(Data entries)
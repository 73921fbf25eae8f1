//! Merge condition evaluation
//!
//! [`check_simple`] only looks at fields every PR listing carries (labels,
//! author, target branch). [`check_full`] additionally fetches live
//! mergeability and commit statuses.

use crate::config::MergeQuery;
use crate::error::Result;
use crate::platform::GitProvider;
use crate::types::{CommitStatus, CommitStatusState, PullRequest, branch_name};
use std::collections::{BTreeSet, HashMap};

/// Implicit label required by `approve_required`
pub const APPROVED_LABEL: &str = "approved";

/// Outcome of the simple tier
#[derive(Debug, Clone, PartialEq, Eq)]
pub struct Verdict {
    /// Every rule holds
    pub passed: bool,
    /// Space-joined rule violations, empty when passed
    pub message: String,
}

/// Outcome of the full tier
#[derive(Debug, Clone, PartialEq, Eq)]
pub struct FullVerdict {
    /// Every condition holds
    pub passed: bool,
    /// A structural rule (label/author/branch) failed
    pub remove_from_merge_pool: bool,
    /// Space-joined violations
    pub message: String,
}

/// Live data gathered by [`check_full`]
#[derive(Debug, Clone)]
pub struct LiveCheck {
    /// Freshly fetched PR
    pub pull_request: PullRequest,
    /// Latest status per context on the head commit
    pub statuses: HashMap<String, CommitStatus>,
    /// Evaluation result
    pub verdict: FullVerdict,
}

fn join_sorted<'a>(items: impl IntoIterator<Item = &'a str>) -> String {
    let sorted: BTreeSet<&str> = items.into_iter().collect();
    sorted.into_iter().collect::<Vec<_>>().join(",")
}

fn check_labels(labels: &[String], query: &MergeQuery) -> (bool, Option<String>) {
    let present: BTreeSet<&str> = labels.iter().map(String::as_str).collect();

    let required = query
        .labels
        .iter()
        .map(String::as_str)
        .chain(query.approve_required.then_some(APPROVED_LABEL));
    let missing: Vec<&str> = required.filter(|l| !present.contains(l)).collect();
    let blocking: Vec<&str> = query
        .block_labels
        .iter()
        .map(String::as_str)
        .filter(|l| present.contains(l))
        .collect();

    let mut segments = Vec::new();
    if !missing.is_empty() {
        segments.push(format!("Label [{}] is required.", join_sorted(missing.iter().copied())));
    }
    if !blocking.is_empty() {
        segments.push(format!(
            "Label [{}] is blocking the merge.",
            join_sorted(blocking.iter().copied())
        ));
    }

    let passed = missing.is_empty() && blocking.is_empty();
    (passed, (!segments.is_empty()).then(|| segments.join(" ")))
}

fn contains(haystack: &[String], needle: &str) -> bool {
    haystack.iter().any(|s| s == needle)
}

fn check_author(author: &str, query: &MergeQuery) -> (bool, Option<String>) {
    if contains(&query.skip_authors, author) {
        return (false, Some(format!("Author [{author}] is in skipAuthors query.")));
    }
    if !query.authors.is_empty() && !contains(&query.authors, author) {
        return (
            false,
            Some(format!("Author [{author}] is not in authors query.")),
        );
    }
    (true, None)
}

fn check_branch(reference: &str, query: &MergeQuery) -> (bool, Option<String>) {
    let branch = branch_name(reference);
    if contains(&query.skip_branches, branch) {
        return (
            false,
            Some(format!("Branch [{branch}] is in skipBranches query.")),
        );
    }
    if !query.branches.is_empty() && !contains(&query.branches, branch) {
        return (
            false,
            Some(format!("Branch [{branch}] is not in branches query.")),
        );
    }
    (true, None)
}

/// Evaluate label, author and branch rules
pub fn check_simple(query: &MergeQuery, pr: &PullRequest) -> Verdict {
    let (labels_ok, labels_msg) = check_labels(&pr.labels, query);
    let (author_ok, author_msg) = check_author(&pr.author.name, query);
    let (branch_ok, branch_msg) = check_branch(&pr.base.reference, query);

    let message = [labels_msg, author_msg, branch_msg]
        .into_iter()
        .flatten()
        .collect::<Vec<_>>()
        .join(" ");

    Verdict {
        passed: labels_ok && author_ok && branch_ok,
        message,
    }
}

/// Evaluate commit statuses
///
/// `own_context` is the engine's own status and never counts.
pub fn check_checks(
    statuses: &HashMap<String, CommitStatus>,
    query: &MergeQuery,
    own_context: &str,
) -> Verdict {
    let succeeded =
        |context: &str| statuses.get(context).is_some_and(|s| s.state == CommitStatusState::Success);

    let unmet: Vec<&str> = if query.checks.is_empty() {
        statuses
            .keys()
            .map(String::as_str)
            .filter(|c| *c != own_context && !contains(&query.optional_checks, c))
            .filter(|c| !succeeded(c))
            .collect()
    } else {
        query
            .checks
            .iter()
            .map(String::as_str)
            .filter(|c| *c != own_context && !succeeded(c))
            .collect()
    };

    if unmet.is_empty() {
        Verdict {
            passed: true,
            message: String::new(),
        }
    } else {
        Verdict {
            passed: false,
            message: format!("Checks [{}] are not successful.", join_sorted(unmet)),
        }
    }
}

/// Combine the simple tier with mergeability and checks, over known data
pub fn evaluate_full(
    query: &MergeQuery,
    pr: &PullRequest,
    statuses: &HashMap<String, CommitStatus>,
    own_context: &str,
) -> FullVerdict {
    let simple = check_simple(query, pr);
    if !simple.passed {
        return FullVerdict {
            passed: false,
            remove_from_merge_pool: true,
            message: simple.message,
        };
    }

    let mut messages = Vec::new();
    if !pr.mergeable {
        messages.push("Merge conflicts exist.".to_string());
    }
    let checks = check_checks(statuses, query, own_context);
    if !checks.message.is_empty() {
        messages.push(checks.message);
    }
    if !simple.message.is_empty() {
        messages.push(simple.message);
    }

    FullVerdict {
        passed: pr.mergeable && checks.passed,
        remove_from_merge_pool: false,
        message: messages.join(" "),
    }
}

/// Fetch live data for PR `id` and evaluate every condition
pub async fn check_full(
    query: &MergeQuery,
    id: u64,
    provider: &dyn GitProvider,
    own_context: &str,
) -> Result<LiveCheck> {
    let pull_request = provider.get_pull_request(id).await?;
    let statuses: HashMap<String, CommitStatus> = provider
        .list_commit_statuses(&pull_request.head.sha)
        .await?
        .into_iter()
        .map(|s| (s.context.clone(), s))
        .collect();

    let verdict = evaluate_full(query, &pull_request, &statuses, own_context);
    Ok(LiveCheck {
        pull_request,
        statuses,
        verdict,
    })
}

▸ **Assignment**
Could you return all of the entries exactly as they stand?

▸ **Answer box**
repository 73921fbf25eae8f1
//! Merge condition evaluation
//!
//! [`check_simple`] only looks at fields every PR listing carries (labels,
//! author, target branch). [`check_full`] additionally fetches live
//! mergeability and commit statuses.

use crate::config::MergeQuery;
use crate::error::Result;
use crate::platform::GitProvider;
use crate::types::{CommitStatus, CommitStatusState, PullRequest, branch_name};
use std::collections::{BTreeSet, HashMap};

/// Implicit label required by `approve_required`
pub const APPROVED_LABEL: &str = "approved";

/// Outcome of the simple tier
#[derive(Debug, Clone, PartialEq, Eq)]
pub struct Verdict {
    /// Every rule holds
    pub passed: bool,
    /// Space-joined rule violations, empty when passed
    pub message: String,
}

/// Outcome of the full tier
#[derive(Debug, Clone, PartialEq, Eq)]
pub struct FullVerdict {
    /// Every condition holds
    pub passed: bool,
    /// A structural rule (label/author/branch) failed
    pub remove_from_merge_pool: bool,
    /// Space-joined violations
    pub message: String,
}

/// Live data gathered by [`check_full`]
#[derive(Debug, Clone)]
pub struct LiveCheck {
    /// Freshly fetched PR
    pub pull_request: PullRequest,
    /// Latest status per context on the head commit
    pub statuses: HashMap<String, CommitStatus>,
    /// Evaluation result
    pub verdict: FullVerdict,
}

fn join_sorted<'a>(items: impl IntoIterator<Item = &'a str>) -> String {
    let sorted: BTreeSet<&str> = items.into_iter().collect();
    sorted.into_iter().collect::<Vec<_>>().join(",")
}

fn check_labels(labels: &[String], query: &MergeQuery) -> (bool, Option<String>) {
    let present: BTreeSet<&str> = labels.iter().map(String::as_str).collect();

    let required = query
        .labels
        .iter()
        .map(String::as_str)
        .chain(query.approve_required.then_some(APPROVED_LABEL));
    let missing: Vec<&str> = required.filter(|l| !present.contains(l)).collect();
    let blocking: Vec<&str> = query
        .block_labels
        .iter()
        .map(String::as_str)
        .filter(|l| present.contains(l))
        .collect();

    let mut segments = Vec::new();
    if !missing.is_empty() {
        segments.push(format!("Label [{}] is required.", join_sorted(missing.iter().copied())));
    }
    if !blocking.is_empty() {
        segments.push(format!(
            "Label [{}] is blocking the merge.",
            join_sorted(blocking.iter().copied())
        ));
    }

    let passed = missing.is_empty() && blocking.is_empty();
    (passed, (!segments.is_empty()).then(|| segments.join(" ")))
}

fn contains(haystack: &[String], needle: &str) -> bool {
    haystack.iter().any(|s| s == needle)
}

fn check_author(author: &str, query: &MergeQuery) -> (bool, Option<String>) {
    if contains(&query.skip_authors, author) {
        return (false, Some(format!("Author [{author}] is in skipAuthors query.")));
    }
    if !query.authors.is_empty() && !contains(&query.authors, author) {
        return (
            false,
            Some(format!("Author [{author}] is not in authors query.")),
        );
    }
    (true, None)
}

fn check_branch(reference: &str, query: &MergeQuery) -> (bool, Option<String>) {
    let branch = branch_name(reference);
    if contains(&query.skip_branches, branch) {
        return (
            false,
            Some(format!("Branch [{branch}] is in skipBranches query.")),
        );
    }
    if !query.branches.is_empty() && !contains(&query.branches, branch) {
        return (
            false,
            Some(format!("Branch [{branch}] is not in branches query.")),
        );
    }
    (true, None)
}

/// Evaluate label, author and branch rules
pub fn check_simple(query: &MergeQuery, pr: &PullRequest) -> Verdict {
    let (labels_ok, labels_msg) = check_labels(&pr.labels, query);
    let (author_ok, author_msg) = check_author(&pr.author.name, query);
    let (branch_ok, branch_msg) = check_branch(&pr.base.reference, query);

    let message = [labels_msg, author_msg, branch_msg]
        .into_iter()
        .flatten()
        .collect::<Vec<_>>()
        .join(" ");

    Verdict {
        passed: labels_ok && author_ok && branch_ok,
        message,
    }
}

/// Evaluate commit statuses
///
/// `own_context` is the engine's own status and never counts.
pub fn check_checks(
    statuses: &HashMap<String, CommitStatus>,
    query: &MergeQuery,
    own_context: &str,
) -> Verdict {
    let succeeded =
        |context: &str| statuses.get(context).is_some_and(|s| s.state == CommitStatusState::Success);

    let unmet: Vec<&str> = if query.checks.is_empty() {
        statuses
            .keys()
            .map(String::as_str)
            .filter(|c| *c != own_context && !contains(&query.optional_checks, c))
            .filter(|c| !succeeded(c))
            .collect()
    } else {
        query
            .checks
            .iter()
            .map(String::as_str)
            .filter(|c| *c != own_context && !succeeded(c))
            .collect()
    };

    if unmet.is_empty() {
        Verdict {
            passed: true,
            message: String::new(),
        }
    } else {
        Verdict {
            passed: false,
            message: format!("Checks [{}] are not successful.", join_sorted(unmet)),
        }
    }
}

/// Combine the simple tier with mergeability and checks, over known data
pub fn evaluate_full(
    query: &MergeQuery,
    pr: &PullRequest,
    statuses: &HashMap<String, CommitStatus>,
    own_context: &str,
) -> FullVerdict {
    let simple = check_simple(query, pr);
    if !simple.passed {
        return FullVerdict {
            passed: false,
            remove_from_merge_pool: true,
            message: simple.message,
        };
    }

    let mut messages = Vec::new();
    if !pr.mergeable {
        messages.push("Merge conflicts exist.".to_string());
    }
    let checks = check_checks(statuses, query, own_context);
    if !checks.message.is_empty() {
        messages.push(checks.message);
    }
    if !simple.message.is_empty() {
        messages.push(simple.message);
    }

    FullVerdict {
        passed: pr.mergeable && checks.passed,
        remove_from_merge_pool: false,
        message: messages.join(" "),
    }
}

/// Fetch live data for PR `id` and evaluate every condition
pub async fn check_full(
    query: &MergeQuery,
    id: u64,
    provider: &dyn GitProvider,
    own_context: &str,
) -> Result<LiveCheck> {
    let pull_request = provider.get_pull_request(id).await?;
    let statuses: HashMap<String, CommitStatus> = provider
        .list_commit_statuses(&pull_request.head.sha)
        .await?
        .into_iter()
        .map(|s| (s.context.clone(), s))
        .collect();

    let verdict = evaluate_full(query, &pull_request, &statuses, own_context);
    Ok(LiveCheck {
        pull_request,
        statuses,
        verdict,
    })
}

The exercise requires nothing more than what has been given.